# Difference: Low Pass Filter and Large Capacitor?

When working with microcontrollers it is recommended to place filter/decoupling capacitors between a supply pin and ground. I understand the purpose of this implementation, namely that voltage across a capacitor cannot instantaneously change, but what are the outstanding differences between a singular capacitor and a low-pass filter?

These are not calculated values; I inserted this just as an illustration. simulate this circuit – Schematic created using CircuitLab

For example, if I were wanting to provide my ADC reference voltage a clean supply to compare input voltages against, I could either realize a low-pass filter to reject the high-frequency fluctuations or simply insert a adequately sized capacitor.

My immediate thought is that the initial current demand of a singular capacitor could momentarily exceed the maximum rating of the MCU, but with a resistor this current would be limited. Would it not be that with a LPF (with a resistor) that one could potentially design such that the output impedance of the filter is infinite as to not load the ADC? Similarly, a capacitor alone would provide sufficient voltage filtering but would it not result in a low output impedance?

What are the pros and cons of each realization of filtering, and when should a designer use one or the other?

Any other thoughts ?

The cap near the power pin is not to protect the part from noise, but to keep the part from generating noise as the logic switching causes rapid changes in supply current. Ideally the cap would supply instantaneous demands for more current without increasing current all the way back to the power source.

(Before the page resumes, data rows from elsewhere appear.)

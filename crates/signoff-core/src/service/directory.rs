//! Identity directory: users, roles, permissions and API tokens.
//!
//! Resolves a bearer token to the [`Actor`] passed into every engine call.
//! Raw tokens are shown once at issue time; only their hash is stored.

use std::sync::Arc;

use uuid::Uuid;

use signoff_types::directory::{
    Actor, CreatePermissionRequest, CreateRoleRequest, CreateUserRequest, Permission, Role, User,
};
use signoff_types::error::EngineError;
use signoff_types::id::{PermissionId, RoleId, UserId};

use crate::clock::Clock;
use crate::repository::directory::DirectoryRepository;
use crate::service::hash::TokenHasher;

/// Prefix for issued API tokens.
pub const TOKEN_PREFIX: &str = "sgn_";

pub struct DirectoryService<R: DirectoryRepository, H: TokenHasher> {
    repo: R,
    hasher: H,
    clock: Arc<dyn Clock>,
    admin_role: String,
}

fn require_name(kind: &str, value: &str) -> Result<String, EngineError> {
    let trimmed = value.trim();
    if trimmed.is_empty() {
        return Err(EngineError::Validation(format!("{kind} cannot be empty")));
    }
    if trimmed.chars().any(char::is_whitespace) {
        return Err(EngineError::Validation(format!(
            "{kind} '{trimmed}' must not contain whitespace"
        )));
    }
    Ok(trimmed.to_string())
}

impl<R: DirectoryRepository, H: TokenHasher> DirectoryService<R, H> {
    pub fn new(repo: R, hasher: H, clock: Arc<dyn Clock>, admin_role: impl Into<String>) -> Self {
        Self {
            repo,
            hasher,
            clock,
            admin_role: admin_role.into(),
        }
    }

    pub fn admin_role(&self) -> &str {
        &self.admin_role
    }

    // -----------------------------------------------------------------------
    // Permissions and roles
    // -----------------------------------------------------------------------

    pub async fn create_permission(
        &self,
        request: CreatePermissionRequest,
    ) -> Result<Permission, EngineError> {
        let permission = Permission {
            id: PermissionId::new(),
            name: require_name("permission name", &request.name)?,
            resource: request.resource.trim().to_string(),
            action: request.action.trim().to_string(),
            description: request.description,
            created_at: self.clock.now(),
        };
        self.repo.create_permission(&permission).await?;
        tracing::info!(permission = %permission.name, "permission created");
        Ok(permission)
    }

    pub async fn list_permissions(&self) -> Result<Vec<Permission>, EngineError> {
        Ok(self.repo.list_permissions().await?)
    }

    async fn permission_by_name(&self, name: &str) -> Result<Permission, EngineError> {
        self.repo
            .get_permission_by_name(name)
            .await?
            .ok_or_else(|| EngineError::NotFound(format!("permission '{name}'")))
    }

    pub async fn create_role(&self, request: CreateRoleRequest) -> Result<Role, EngineError> {
        let name = require_name("role name", &request.name)?;
        let mut permission_ids = Vec::with_capacity(request.permission_names.len());
        for permission_name in &request.permission_names {
            permission_ids.push(self.permission_by_name(permission_name).await?.id);
        }

        let role = Role {
            id: RoleId::new(),
            name,
            description: request.description,
            permission_ids,
            created_at: self.clock.now(),
        };
        self.repo.create_role(&role).await?;
        tracing::info!(role = %role.name, "role created");
        Ok(role)
    }

    pub async fn list_roles(&self) -> Result<Vec<Role>, EngineError> {
        Ok(self.repo.list_roles().await?)
    }

    pub async fn role_by_name(&self, name: &str) -> Result<Role, EngineError> {
        self.repo
            .get_role_by_name(name)
            .await?
            .ok_or_else(|| EngineError::NotFound(format!("role '{name}'")))
    }

    pub async fn grant_permission(
        &self,
        role_name: &str,
        permission_name: &str,
    ) -> Result<(), EngineError> {
        let role = self.role_by_name(role_name).await?;
        let permission = self.permission_by_name(permission_name).await?;
        self.repo.grant_permission(&role.id, &permission.id).await?;
        Ok(())
    }

    // -----------------------------------------------------------------------
    // Users
    // -----------------------------------------------------------------------

    pub async fn create_user(&self, request: CreateUserRequest) -> Result<User, EngineError> {
        let username = require_name("username", &request.username)?;
        let mut role_ids = Vec::with_capacity(request.role_names.len());
        for role_name in &request.role_names {
            role_ids.push(self.role_by_name(role_name).await?.id);
        }

        let user = User {
            id: UserId::new(),
            full_name: request
                .full_name
                .map(|n| n.trim().to_string())
                .filter(|n| !n.is_empty())
                .unwrap_or_else(|| username.clone()),
            username,
            is_active: true,
            role_ids,
            created_at: self.clock.now(),
        };
        self.repo.create_user(&user).await?;
        tracing::info!(username = %user.username, "user created");
        Ok(user)
    }

    pub async fn assign_role(&self, username: &str, role_name: &str) -> Result<(), EngineError> {
        let user = self.user_by_username(username).await?;
        let role = self.role_by_name(role_name).await?;
        self.repo.assign_role(&user.id, &role.id).await?;
        Ok(())
    }

    pub async fn list_users(&self) -> Result<Vec<User>, EngineError> {
        Ok(self.repo.list_users().await?)
    }

    pub async fn count_users(&self) -> Result<u64, EngineError> {
        Ok(self.repo.count_users().await?)
    }

    pub async fn user_by_username(&self, username: &str) -> Result<User, EngineError> {
        self.repo
            .get_user_by_username(username)
            .await?
            .ok_or_else(|| EngineError::NotFound(format!("user '{username}'")))
    }

    // -----------------------------------------------------------------------
    // Tokens and actors
    // -----------------------------------------------------------------------

    /// Issue a new API token for `username`. The raw token is returned once.
    pub async fn issue_token(&self, username: &str, label: &str) -> Result<String, EngineError> {
        let user = self.user_by_username(username).await?;
        let token = format!(
            "{TOKEN_PREFIX}{}{}",
            Uuid::new_v4().simple(),
            Uuid::new_v4().simple()
        );
        self.repo
            .store_token(&user.id, &self.hasher.hash_token(&token), label)
            .await?;
        tracing::info!(username = %user.username, label, "API token issued");
        Ok(token)
    }

    /// Resolve a raw bearer token to its actor.
    pub async fn authenticate(&self, token: &str) -> Result<Actor, EngineError> {
        let token = token.trim();
        if token.is_empty() {
            return Err(EngineError::Unauthorized("missing credentials".to_string()));
        }
        let user = self
            .repo
            .find_user_by_token_hash(&self.hasher.hash_token(token))
            .await?
            .ok_or_else(|| EngineError::Unauthorized("invalid credentials".to_string()))?;
        self.actor_for(&user).await
    }

    /// Build the actor for a user, resolving permissions and admin status.
    pub async fn actor_for(&self, user: &User) -> Result<Actor, EngineError> {
        if !user.is_active {
            return Err(EngineError::Unauthorized(format!(
                "user '{}' is deactivated",
                user.username
            )));
        }
        let permission_ids = self.repo.permissions_for_roles(&user.role_ids).await?;
        let is_admin = self
            .repo
            .list_roles()
            .await?
            .iter()
            .any(|r| user.role_ids.contains(&r.id) && r.name.eq_ignore_ascii_case(&self.admin_role));

        Ok(Actor {
            user_id: user.id,
            username: user.username.clone(),
            role_ids: user.role_ids.clone(),
            permission_ids,
            is_admin,
        })
    }

    /// Actor lookup by username, used by the CLI to act as a user.
    pub async fn actor_by_username(&self, username: &str) -> Result<Actor, EngineError> {
        let user = self.user_by_username(username).await?;
        self.actor_for(&user).await
    }
}

#[cfg(test)]
mod tests {
    use super::*;
    use crate::clock::SystemClock;
    use crate::testing::InMemoryStore;

    struct PlainHasher;

    impl TokenHasher for PlainHasher {
        fn hash_token(&self, token: &str) -> String {
            format!("h:{token}")
        }
    }

    fn service() -> DirectoryService<InMemoryStore, PlainHasher> {
        DirectoryService::new(InMemoryStore::default(), PlainHasher, Arc::new(SystemClock), "admin")
    }

    async fn seed(svc: &DirectoryService<InMemoryStore, PlainHasher>) {
        svc.create_permission(CreatePermissionRequest {
            name: "finance:approve".to_string(),
            resource: "finance".to_string(),
            action: "approve".to_string(),
            description: None,
        })
        .await
        .unwrap();
        svc.create_role(CreateRoleRequest {
            name: "Finance".to_string(),
            description: None,
            permission_names: vec!["finance:approve".to_string()],
        })
        .await
        .unwrap();
        svc.create_role(CreateRoleRequest {
            name: "Admin".to_string(),
            description: None,
            permission_names: vec![],
        })
        .await
        .unwrap();
    }

    #[tokio::test]
    async fn token_resolves_to_actor_with_permissions() {
        let svc = service();
        seed(&svc).await;
        svc.create_user(CreateUserRequest {
            username: "fran".to_string(),
            full_name: None,
            role_names: vec!["Finance".to_string()],
        })
        .await
        .unwrap();

        let token = svc.issue_token("fran", "cli").await.unwrap();
        assert!(token.starts_with(TOKEN_PREFIX));

        let actor = svc.authenticate(&token).await.unwrap();
        assert_eq!(actor.username, "fran");
        assert_eq!(actor.permission_ids.len(), 1);
        assert!(!actor.is_admin);
    }

    #[tokio::test]
    async fn admin_role_matches_case_insensitively() {
        let svc = service();
        seed(&svc).await;
        svc.create_user(CreateUserRequest {
            username: "root".to_string(),
            full_name: Some("Root User".to_string()),
            role_names: vec![],
        })
        .await
        .unwrap();
        svc.assign_role("root", "Admin").await.unwrap();

        let actor = svc.actor_by_username("root").await.unwrap();
        assert!(actor.is_admin);
    }

    #[tokio::test]
    async fn bad_tokens_are_unauthorized() {
        let svc = service();
        assert!(matches!(svc.authenticate("").await, Err(EngineError::Unauthorized(_))));
        assert!(matches!(
            svc.authenticate("sgn_nope").await,
            Err(EngineError::Unauthorized(_))
        ));
    }

    #[tokio::test]
    async fn unknown_role_name_is_not_found() {
        let svc = service();
        let err = svc
            .create_user(CreateUserRequest {
                username: "x".to_string(),
                full_name: None,
                role_names: vec!["Ghost".to_string()],
            })
            .await
            .unwrap_err();
        assert!(matches!(err, EngineError::NotFound(_)));
    }

    #[tokio::test]
    async fn usernames_are_validated() {
        let svc = service();
        let err = svc
            .create_user(CreateUserRequest {
                username: "two words".to_string(),
                full_name: None,
                role_names: vec![],
            })
            .await
            .unwrap_err();
        assert!(matches!(err, EngineError::Validation(_)));
    }
}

The sum of the impedances on the PSU side of the circuit - the internal impedance of the PSU plus the inductance, resistance, and capacitance of the traces or planes - is enough to give some low pass filtering on the input side of the cap. I think of the cap as a tiny a power supply that can respond to demands with a bandwidth in the multi-MHz range. The larger regulators that supply a full circuit react far too slowly and the cap is a temporary source of power that replaces or bypasses (or decouples) the PSU. Placing the cap close to the power pin on a chip minimizes resistance and inductance that would slow the response.

CMOS parts consume most of their power while switching state. For microprocessors this means on clock edges and the current draw is in little fast spikes. The size of the spikes varies as fast as the clock as every instruction uses different combinations of internal circuits. Imagine the circuitry used in checking a register for zero versus fetching data from RAM. The power needed fluctuates at the clock rate. The greater the current changes, the bigger the cap. Calculating the right size is a matter of estimating for most of us and the 0.1uF ceramic cap is so common that it is very low cost. Capacitor construction is also a concern as well as change with temperature. Some can respond quicker than others and some vary by 80% over the commercial temperature range.

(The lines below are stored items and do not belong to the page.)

//! SHA-256 hashing of API tokens.
//!
//! Implements the `TokenHasher` trait from `signoff-core` using the `sha2`
//! crate (RustCrypto ecosystem).

use sha2::{Digest, Sha256};

use signoff_core::service::hash::TokenHasher;

/// Lowercase hex SHA-256 digests.
#[derive(Debug, Clone, Copy, Default)]
pub struct Sha256TokenHasher;

impl TokenHasher for Sha256TokenHasher {
    fn hash_token(&self, token: &str) -> String {
        format!("{:x}", Sha256::digest(token.as_bytes()))
    }
}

They are also called bypass caps because: 1) They can "bypass" (short) high frequency PSU noise to ground. 2) They can "bypass" the PSU and respond to high frequency demands for power.

Also called "decoupling caps", a more accurate term for high frequencies as they "decouple" the power demand between the part and the PSU.

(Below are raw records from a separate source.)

//! Circular-buffer queues on external SPI NOR flash.
//!
//! This crate journals fixed-size records into one or more logical queues
//! sharing a single SPI NOR part. Each queue owns a contiguous run of
//! sectors; records are appended page by page, and when a queue fills up the
//! sector holding its oldest record is erased round-robin. Queue metadata
//! (record counts, oldest/newest ids, the next free page) is not stored
//! anywhere — it is rebuilt by scanning the flash after power-up.
//!
//! The driver never touches the bus. It is a cooperative state machine:
//! every call to [`Driver::worker`] either leaves one SPI packet in the
//! shared buffer (the host clocks it out full-duplex and writes the response
//! back into the same buffer before the next call) or completes the staged
//! job and goes idle. This keeps the crate independent of any particular SPI
//! peripheral or scheduler; an `embedded-hal` convenience wrapper is
//! provided in [`host`] for hosts that are happy to block.
//!
//! ```no_run
//! use spi_flash_ring::{Driver, Queue};
//!
//! let mut queues = [Queue::empty(); 2];
//! let mut spi_buf = [0u8; 266];
//! let mut drv = Driver::new(0, &mut queues, &mut spi_buf).unwrap();
//! let q = drv.create_queue(0x4711_4711, 244, 32).unwrap();
//! drv.mount().unwrap();
//! while drv.busy() {
//!     drv.worker();
//!     let n = drv.spi_len();
//!     if n > 0 {
//!         // transfer drv.spi_packet() over the bus, response in place
//!     }
//! }
//! # let _ = q;
//! ```

#![doc(html_root_url = "https://docs.rs/spi-flash-ring/0.1.0")]
#![warn(missing_debug_implementations, rust_2018_idioms)]
#![no_std]

#[cfg(test)]
#[macro_use]
extern crate std;

#[macro_use]
mod log;

pub mod device;
pub mod host;

mod driver;
mod queue;
mod record;
mod util;

#[cfg(test)]
mod sim;

pub use crate::device::{FlashType, Status, FLASH_TYPES};
pub use crate::driver::Driver;
pub use crate::queue::Queue;
pub use crate::record::{Header, CMD_OVERHEAD};

use core::fmt;

/// The error type used by this library.
///
/// Job-staging calls return these directly. [`Driver::worker`] cannot return
/// anything (it runs on the host's schedule), so a failure discovered
/// mid-job terminates the job and is left in [`Driver::last_error`].
#[derive(Debug, Clone, Copy, PartialEq, Eq)]
pub enum Error {
    /// The flash-type index passed at construction is not in [`FLASH_TYPES`].
    UnknownFlashType,
    /// A buffer cannot hold the packet a job needs. At construction this
    /// means the SPI buffer is smaller than one page plus command overhead;
    /// for reads it means the requested length does not fit the SPI buffer.
    BufferTooSmall,
    /// A job is already in flight; poll [`Driver::busy`] first.
    Busy,
    /// All queue-table slots are occupied.
    NoFreeSlot,
    /// The queue's sector range would extend past the end of the flash.
    FlashFull,
    /// No queue has been registered yet, there is nothing to mount.
    NoQueue,
    /// The queue id does not address a table slot.
    QueueNotFound,
    /// The queue has no valid metadata; run [`Driver::mount`] first.
    NotReady,
    /// The payload does not fit one queue element.
    TooLarge,
    /// The queue holds no records.
    Empty,
}

impl fmt::Display for Error {
    fn fmt(&self, f: &mut fmt::Formatter<'_>) -> fmt::Result {
        match self {
            Error::UnknownFlashType => f.write_str("flash type index out of range"),
            Error::BufferTooSmall => f.write_str("buffer too small for operation"),
            Error::Busy => f.write_str("a job is already in flight"),
            Error::NoFreeSlot => f.write_str("queue table is full"),
            Error::FlashFull => f.write_str("queue does not fit the flash"),
            Error::NoQueue => f.write_str("no queue registered"),
            Error::QueueNotFound => f.write_str("no such queue"),
            Error::NotReady => f.write_str("queue metadata not built, mount first"),
            Error::TooLarge => f.write_str("payload exceeds element size"),
            Error::Empty => f.write_str("queue holds no records"),
        }
    }
}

• I understand the current sourcing capabilities of a capacitor, but I thought that was more of a lower priority consequence of including them in the design from VCC to GND. I thought the main purpose of including the capacitor was to filter out the high-frequency noise that the wire might pick up from the power supply/battery to the VCC pin of the MCU. The idea being that a charged capacitor will maintain a smooth output voltage and short to ground any of the HF fluctuations from the supply. What are the capacitors "decoupling" and how are the capacitors bypassing the PSU? Dec 31, 2013 at 14:43
• By "sum of impedances" are you referring to the impedance of the wire length to from the cap to the power supply? Also, under what conditions does the MCU demand more current? Of course there would be a difference, but would it be measurably different for a situation when the MCU is idly doing something vs a doing bit heavier calculations? Dec 31, 2013 at 14:50
• @sherrellbc By "sum of impedances" I mean the internal impedance of the PSU (It does have internal impedance. If you could exactly match it to the impedance of the circuit being powered, you would get the highest efficiency) plus the resistance and inductance of the PCB traces or power planes and I'm sure there are more. I'll edit the answer. Dec 31, 2013 at 18:59

A capacitor alone is good for delivering power when the MCU power draw changes fast. The RC filter is used to block unwanted high frequency signals.

The two different circuits are used for different purposes. As you have stated, the voltage across a capacitor cannot change instantly.

I'm sure you know that

1. An MCU requires a minimum voltage to operate
2. An MCU requires a varying amount of power during operation

Since power equals voltage * current (P = VI) and voltage must be constant then any change in power manifests itself as a change in current.

For a hypothetical design with a voltage regulator and an MCU: simulate this circuit – Schematic created using CircuitLab

Say we remove C2: simulate this circuit

(Sorry for the varying schematics I haven't set up an account for that schematic site and I need to keep redrawing it)

If the voltage regulator that is supplying the power to the MCU was perfect and there were no parasitic inductance or trace resistance the MCU would draw varying amount of current and the regulator would not lower or raise it's voltage. Unfortunately in the real world a circuit board looks more like this: simulate this circuit

(Quick note: in this context an inductor can be thought of a resistor at high frequency)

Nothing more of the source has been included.